Rasa kekecewaan ini berpuncak ketika rakyat Aceh mulai melakukan perlawanan
bersenjata. Awalnya, perlawanan ini bersifat kedaerahan di bawah komando Daud
Beureuh, salah satu tokoh Aceh yang sangat radikal dalam membela kepentingan
masyarakat Aceh. Masyarakat Aceh terlibat dalam usaha untuk mendirikan sebuah
negara Islam. Konsep sama yang digagas oleh Kartosuwiryo dalam bentuk Negara
Islam Indonesia di Jawa Barat (1949). Pelawanan Daud Beureuh akhirnya dapat
diselesaikan melalui negosiasi antar pemerintah Pusat dengan Daud Beureuh,
tetapi terlihat pula usaha represifitas militer dengan menempatkan sejumlah
personil militer oleh Soekarno di Aceh. Usaha ini
dilakukan dengan tujuan menekan posisi Daud Beureuh untuk menyetujui tawaran
pemerintah pusat. Perlawanan rakyat Aceh tidak berhenti di situ. Memasuki era Soeharto, Aceh
dijadikan lahan bisnis bagi para pemodal asing. Seluruh harta kekayaan, khususnya
sumber daya alam milik rakyat Aceh dieksploitasi bagi kepentingan pemerintah
pusat dan para pemodal asing. Rakyat Aceh semakin menderita akibat perlakuan
seperti ini. Manifestasi dari penderitaan tersebut adalah dibentuknya
organisasi perlawanan.
Gerakan Aceh Merdeka (GAM) adalah organisasi daerah yang memilki basis
utama pergerakan di daerah Nanggroe Aceh Darussalam (NAD), memiliki tujuan
utama menjadikan NAD sebagai sebuah negara baru, terlepas dari Negara Kesatuan
Republik Indonesia (NKRI). Organisasi ini dibentuk pada 1976 oleh Hasan Tiro
dan para ulama di Aceh. Sebagai sebuah organisasi separais GAM memilki struktur
organisasi yang jelas,layaknya sebauh organisasi formal. Pemimpin Tertinggi
adalah Daud Beureuh sedangkan Hasan Tiro adalah wali negeri, di samping itu mereka memilki 15 menteri, empat pejabat setingkat
gubernur dan enam gubernur.
Pasca dibentuknya GAM, arah perjuangan dan perlawanan rakyat Aceh lebih
diorientasikan dan direpresentasikan dalam wadah organisasi tersebut. Metode
perlawanan GAM adalah kontak fisik melalui konflik senjata dengan pemerintah RI
yang diwakili oleh Tentara Nasional Indonesia (TNI). Kontak senjata dengan TNI
sudah dimulai setelah berdirinya organisasi tersebut pada 1976. Eskalasi ini
semakin meningkat pasca Aceh ditetapkan sebagai Daerah Operasi Militer (DOM)

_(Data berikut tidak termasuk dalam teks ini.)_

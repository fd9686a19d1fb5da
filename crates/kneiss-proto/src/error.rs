//! Error types for the protocol library.
//!
//! Inbound parsing is infallible, so these errors only arise when encoding
//! outbound lines or when the underlying I/O fails.

use thiserror::Error;

/// Convenience type alias for Results using [`ProtocolError`].
pub type Result<T, E = ProtocolError> = std::result::Result<T, E>;

/// Protocol-level errors.
#[derive(Debug, Error)]
#[non_exhaustive]
pub enum ProtocolError {
    /// I/O error during reading or writing.
    #[error("io error: {0}")]
    Io(#[from] std::io::Error),

    /// Line exceeded the maximum allowed length.
    #[error("message too long: {actual} bytes (limit: {limit})")]
    MessageTooLong {
        /// Actual line length.
        actual: usize,
        /// Maximum allowed length.
        limit: usize,
    },

    /// Outbound line was empty once line terminators were stripped.
    #[error("refusing to send an empty line")]
    EmptyLine,
}

#[cfg(test)]
mod tests {
    use super::*;

    #[test]
    fn test_message_too_long_display() {
        let err = ProtocolError::MessageTooLong {
            actual: 4096,
            limit: 2048,
        };
        assert_eq!(
            err.to_string(),
            "message too long: 4096 bytes (limit: 2048)"
        );
    }

    #[test]
    fn test_io_error_source_is_chained() {
        let io_err = std::io::Error::new(std::io::ErrorKind::BrokenPipe, "broken pipe");
        let err: ProtocolError = io_err.into();

        let source = std::error::Error::source(&err);
        assert_eq!(source.map(|s| s.to_string()).as_deref(), Some("broken pipe"));
    }
}
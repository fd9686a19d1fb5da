//! Chat command handlers.
//!
//! This module contains the Handler trait and command registry for dispatching
//! incoming chat messages to the appropriate handlers. Each inbound message is
//! dispatched on its own task with an owned [`Context`].

mod channel;
mod connection;
mod core;
mod messaging;

pub use self::core::{Context, Handler, HandlerError, HandlerResult, Registry};
//! Default value functions for configuration.
//!
//! Separated into its own module so serde attributes and `Default` impls
//! share one source of truth.

use std::path::PathBuf;

use kneiss_proto::{Capability, DEFAULT_MAX_LINE_LEN, TWITCH_WEBSOCKET};

/// Path used when no config file is given on the command line.
pub const DEFAULT_CONFIG_PATH: &str = "kneissbot.toml";

/// Environment variable that overrides `twitch.token`.
pub const TOKEN_ENV: &str = "KNEISSBOT_TOKEN";

/// Returns `true` (for serde defaults).
pub fn default_true() -> bool {
    true
}

// =============================================================================
// Twitch Defaults
// =============================================================================

pub fn default_capabilities() -> Vec<String> {
    Capability::ALL.iter().map(|cap| cap.as_str().to_string()).collect()
}

// =============================================================================
// Connection Defaults
// =============================================================================

pub fn default_endpoint() -> String {
    TWITCH_WEBSOCKET.to_string()
}

/// Twitch pings roughly every five minutes.
pub fn default_read_timeout() -> u64 {
    360
}

pub fn default_handshake_timeout() -> u64 {
    10
}

pub fn default_close_timeout() -> u64 {
    5
}

pub fn default_max_line_len() -> usize {
    DEFAULT_MAX_LINE_LEN
}

// =============================================================================
// Transcript Defaults
// =============================================================================

pub fn default_transcript_dir() -> PathBuf {
    PathBuf::from("data")
}

// =============================================================================
// Reconnect Defaults
// =============================================================================

pub fn default_initial_backoff() -> u64 {
    1
}

pub fn default_max_backoff() -> u64 {
    60
}
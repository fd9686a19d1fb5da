//! kneissbot - Twitch chat bot
//!
//! An async IRCv3 chat client built on the `kneiss-proto` protocol crate.

mod bot;
mod config;
mod error;
mod handlers;
mod handshake;
mod network;
mod telemetry;
mod transcript;
#[cfg(test)]
mod testing;

use crate::bot::Bot;
use crate::config::{Config, DEFAULT_CONFIG_PATH};
use crate::handlers::Registry;
use crate::network::Connector;
use crate::transcript::Transcript;
use std::sync::Arc;
use tracing::{error, info};
use tracing_subscriber::EnvFilter;

#[tokio::main]
async fn main() -> anyhow::Result<()> {
    // Initialize tracing
    tracing_subscriber::fmt()
        .with_env_filter(
            EnvFilter::try_from_default_env().unwrap_or_else(|_| EnvFilter::new("info")),
        )
        .with_target(true)
        .init();

    // Load configuration
    let config_path = std::env::args()
        .nth(1)
        .unwrap_or_else(|| DEFAULT_CONFIG_PATH.to_string());

    let config = Config::load(&config_path).map_err(|e| {
        error!(path = %config_path, error = %e, "Failed to load config");
        e
    })?;

    info!(
        username = %config.twitch.username,
        endpoint = %config.connection.endpoint,
        channels = ?config.twitch.channels(),
        "Starting kneissbot"
    );

    let mut bot = Bot::from_config(&config);
    if config.transcript.enabled {
        info!(dir = %config.transcript.dir.display(), "Recording transcripts");
        bot = bot.with_transcript(Transcript::spawn(&config.transcript.dir));
    }
    let bot = Arc::new(bot);
    let registry = Arc::new(Registry::with_defaults());
    let connector = Connector::new(&config, Arc::clone(&registry), Arc::clone(&bot))?;

    let result = connector.run().await;
    if let Some(transcript) = bot.transcript() {
        transcript.flush().await;
    }

    let stats = bot.stats().snapshot();
    info!(
        messages = stats.messages,
        bans = stats.bans,
        timeouts = stats.timeouts,
        clears = stats.clears,
        notices = stats.notices,
        commands = ?registry.command_stats(),
        "kneissbot stopped"
    );
    result
}
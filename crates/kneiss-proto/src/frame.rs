//! Splitting raw transport chunks into protocol lines.
//!
//! Reads from a socket return whatever bytes happen to be available, so a
//! chunk can hold several lines, part of one, or both. [`FrameSplitter`]
//! keeps the unterminated tail between calls and only emits lines once
//! their `\n` has arrived.

use bytes::BytesMut;
use tracing::warn;

/// Default upper bound for a single inbound line in bytes.
///
/// 512 characters with room for four-byte UTF-8 sequences.
pub const DEFAULT_MAX_LINE_LEN: usize = 512 * 4;

/// Incremental line splitter with a persistent fragment buffer.
#[derive(Debug)]
pub struct FrameSplitter {
    buf: BytesMut,
    /// Index of next byte to check for newline
    next_index: usize,
    max_len: usize,
    /// Set while skipping the rest of an overlong line
    discarding: bool,
    dropped: u64,
}

impl FrameSplitter {
    /// Create a splitter with [`DEFAULT_MAX_LINE_LEN`].
    pub fn new() -> Self {
        Self::with_max_len(DEFAULT_MAX_LINE_LEN)
    }

    /// Create a splitter with a custom line length bound.
    pub fn with_max_len(max_len: usize) -> Self {
        Self {
            buf: BytesMut::new(),
            next_index: 0,
            max_len,
            discarding: false,
            dropped: 0,
        }
    }

    /// Feed one chunk and collect every line it completes.
    ///
    /// Lines come back without their delimiter, with a trailing `\r` and NUL
    /// padding trimmed. Empty lines are skipped. Invalid UTF-8 is replaced
    /// rather than rejected. A line longer than the bound is dropped along
    /// with the rest of its bytes up to the next `\n`.
    pub fn split(&mut self, chunk: &[u8]) -> Vec<String> {
        self.buf.extend_from_slice(chunk);

        let mut lines = Vec::new();
        while let Some(offset) = self.buf[self.next_index..].iter().position(|b| *b == b'\n') {
            let end = self.next_index + offset;
            let frame = self.buf.split_to(end + 1);
            self.next_index = 0;

            if std::mem::take(&mut self.discarding) {
                continue;
            }

            let raw = &frame[..end];
            let len = content_len(raw);
            if len > self.max_len {
                self.drop_line(len);
                continue;
            }

            if let Some(line) = decode(raw) {
                lines.push(line);
            }
        }

        let pending = content_len(&self.buf);
        if pending > self.max_len {
            if !self.discarding {
                self.drop_line(pending);
                self.discarding = true;
            }
            self.buf.clear();
        }
        self.next_index = self.buf.len();

        lines
    }

    /// Bytes of an unterminated line waiting for more input.
    pub fn pending(&self) -> usize {
        self.buf.len()
    }

    /// Number of overlong lines discarded so far.
    pub fn dropped(&self) -> u64 {
        self.dropped
    }

    /// Configured line length bound.
    pub fn max_len(&self) -> usize {
        self.max_len
    }

    fn drop_line(&mut self, len: usize) {
        self.dropped += 1;
        warn!(len, limit = self.max_len, "dropping overlong line");
    }
}

impl Default for FrameSplitter {
    fn default() -> Self {
        Self::new()
    }
}

/// Length of `raw` without a trailing `\r`, which belongs to the delimiter.
fn content_len(raw: &[u8]) -> usize {
    raw.strip_suffix(b"\r").map_or(raw.len(), <[u8]>::len)
}

fn decode(raw: &[u8]) -> Option<String> {
    let text = String::from_utf8_lossy(raw);
    let line = text
        .trim_start_matches('\0')
        .trim_end_matches(['\r', '\0']);
    if line.is_empty() {
        None
    } else {
        Some(line.to_owned())
    }
}
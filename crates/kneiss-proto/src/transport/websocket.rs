//! WebSocket framing for chat lines.
//!
//! Each text frame carries one or more lines; the frame payload is handed to
//! the reader as a chunk so the usual [`crate::FrameSplitter`] applies.

use bytes::Bytes;
use futures_util::stream::{SplitSink, SplitStream};
use futures_util::{SinkExt, StreamExt};
use tokio_tungstenite::tungstenite::Message as WsMessage;
use tokio_tungstenite::WebSocketStream;
use tracing::trace;

use crate::line::LineCodec;

use super::error::{ConnectionError, ReadError, WriteError};
use super::stream::BoxedStream;

pub(crate) type WsStream = WebSocketStream<BoxedStream>;
pub(crate) type WsSink = SplitSink<WsStream, WsMessage>;
pub(crate) type WsSource = SplitStream<WsStream>;

/// Run the client upgrade over an established byte stream.
pub(crate) async fn handshake(url: &str, stream: BoxedStream) -> Result<WsStream, ConnectionError> {
    let (ws, response) = tokio_tungstenite::client_async(url, stream)
        .await
        .map_err(|e| ConnectionError::WebSocket(Box::new(e)))?;
    trace!(status = %response.status(), "websocket upgraded");
    Ok(ws)
}

/// Next data frame as a chunk, or `None` once the peer closed.
pub(crate) async fn read_frame(source: &mut WsSource) -> Result<Option<Bytes>, ReadError> {
    loop {
        match source.next().await {
            Some(Ok(WsMessage::Text(text))) => return Ok(Some(Bytes::from(text))),
            Some(Ok(WsMessage::Binary(data))) => return Ok(Some(Bytes::from(data))),
            Some(Ok(WsMessage::Ping(_) | WsMessage::Pong(_) | WsMessage::Frame(_))) => continue,
            Some(Ok(WsMessage::Close(_))) | None => return Ok(None),
            Some(Err(e)) => return Err(e.into()),
        }
    }
}

/// Send one line as a text frame, without a terminator.
pub(crate) async fn write_line(sink: &mut WsSink, line: &str, max_len: usize) -> Result<(), WriteError> {
    let line = LineCodec::sanitize(line, max_len)?;
    sink.send(WsMessage::Text(line.to_owned())).await?;
    Ok(())
}
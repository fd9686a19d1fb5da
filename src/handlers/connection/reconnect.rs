//! RECONNECT handler.
//!
//! Twitch sends `RECONNECT` before restarting a chat server. The session is
//! shut down with a reason the connector treats as "connect again".

use async_trait::async_trait;
use kneiss_proto::Message;
use tracing::info;

use super::super::{Context, Handler, HandlerResult};
use crate::network::CloseReason;

/// Handler for RECONNECT command.
pub struct ReconnectHandler;

#[async_trait]
impl Handler for ReconnectHandler {
    async fn handle(&self, ctx: &Context, _msg: &Message) -> HandlerResult {
        info!("server requested reconnect");
        ctx.session.shutdown(CloseReason::ReconnectRequested);
        Ok(())
    }
}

oleh pemerintah pusat (orde baru), tahun yang sama. Metode perlawanan gerilya
menjadi ciri khas GAM dalam melawan represifitas militer di bumi Serambi Mekah
tersebut. Status GAM diubah menjadi sebuah gerakan separatis yang berusaha mengancam
kedaulatan NKRI, yang pada awalnya hanya dianggap sebagai kelompok pengacau
biasa. Hal ini diperkuat dengan dukungan rakyat Aceh terhadap keberdaan gerakan
separatis tersebut. Maka GAM terus berkembang sebagai sebauh organisasi
perlawanan yang cukup dikenal baik di dalam negeri maupun luar negeri.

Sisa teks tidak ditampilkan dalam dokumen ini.